In a non-flaring context, pulsations and oscillations are often manifest in the extreme ultraviolet (EUV) range, either via intensity perturbations or periodic Doppler shifts, in coronal regions and loops (see Andries et al. 2009; de Moortel 2009, for recent reviews). In flares oscillatory behaviour is usually manifest in terms of the periodic modulation of solar emission associated with high-energy particles, and thus is observed directly using a number of relevant instruments. Principal among these are the Nobeyama Radioheliograph (NoRH), Yohkoh’s Hard X-ray Telescope (HXT), and the Reuven Ramaty High Energy Solar Spectroscopic Imager (RHESSI). These instruments are preferred because they possess the necessary temporal resolution to resolve short-period, short duration events characteristic of the solar corona and solar flares. Moreover, these devices all have a spatial resolution of a few arcseconds, an important advantage.

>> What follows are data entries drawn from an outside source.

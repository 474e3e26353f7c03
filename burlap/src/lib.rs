//! An embedded LoRa mesh networking stack.
//!
//! Burlap moves authenticated, confidential, occasionally-acknowledged datagrams between
//! arbitrary pairs of battery-powered radio nodes across an unreliable multi-hop topology,
//! without a central coordinator.
//!
//! # Using the stack
//!
//! Burlap is runtime and hardware-agnostic: It does not need an RTOS (although you can certainly
//! use one if you want) and defines the hardware interfaces it consumes as traits that need to be
//! implemented once for every supported board. The host provides, via [`Config`]:
//! * A millisecond-resolution monotonic [`Timer`].
//! * A [`Radio`] that can put one frame on air and change its spreading factor.
//! * A cryptographically strong random number generator (`rand_core`).
//! * A [`Store`] for opaque per-subsystem persistence blobs (or [`NoStore`]).
//!
//! The host then drives a [`MeshStack`]: `tick` is called from the main loop at 100 Hz or more,
//! and `on_frame` is called for every received frame after the radio ISR has copied it out of
//! hardware buffers. Both entry points must be called from the same logical execution context.
//! Everything the stack wants to tell the application arrives through the [`Host`] trait.
//!
//! [`Config`]: config/trait.Config.html
//! [`Timer`]: time/trait.Timer.html
//! [`Radio`]: phy/trait.Radio.html
//! [`Store`]: store/trait.Store.html
//! [`NoStore`]: store/struct.NoStore.html
//! [`MeshStack`]: stack/struct.MeshStack.html
//! [`Host`]: stack/trait.Host.html

#![cfg_attr(not(test), no_std)]

#[macro_use]
mod log;
#[macro_use]
mod utils;
pub mod adr;
pub mod bytes;
pub mod config;
mod crypto;
pub mod dtn;
pub mod emergency;
mod error;
pub mod geo;
pub mod group;
pub mod history;
pub mod link;
pub mod mac;
pub mod naming;
pub mod neighbors;
pub mod packet;
pub mod phy;
pub mod relay;
pub mod route;
pub mod stack;
pub mod store;
#[cfg(test)]
mod test_rng;
pub mod time;

pub use self::crypto::derive_address;
pub use self::error::Error;

/// Version of the mesh protocol implemented by this crate.
pub const PROTOCOL_VERSION: u8 = 1;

Perhaps the earliest observations of flaring QPP, at least in X-rays, were by Parks & Winckler (1969); see also Chiu (1970) for similar early work including in the radio band. Previous studies show that, in the majority of described cases, QPP are present in flaring lightcurves as short wave trains with varying periods and amplitudes (see, e.g. Melnikov et al. 2005; Inglis et al. 2008; Nakariakov 2007; Nakariakov & Melnikov 2009; Zimovets & Struminsky 2009), although in a few cases harmonic oscillations of persistent amplitude and duration have been detected (see, e.g. McLean et al. 1971; Kislyakov et al. 2006). Moreover, QPP are often detected with several independent and spatially separated instruments, not only in hard X-rays and microwaves, but also at sub-millimeter wavelengths (Kaufmann et al. 2009; Fleishman & Kontar 2010) and in soft X-rays (see Mariska 2005, 2006, where a large number of Doppler shift oscillations during flares were studied using Yohkoh’s Bragg Crystal Spectrometer (BCS)). Hence the solar origin and nature of QPP in flares is well-established in general. However, in some cases, when the oscillatory pattern is seen with only a single instrument, there is a danger that it is an artifact of the observing instrument and not of solar origin.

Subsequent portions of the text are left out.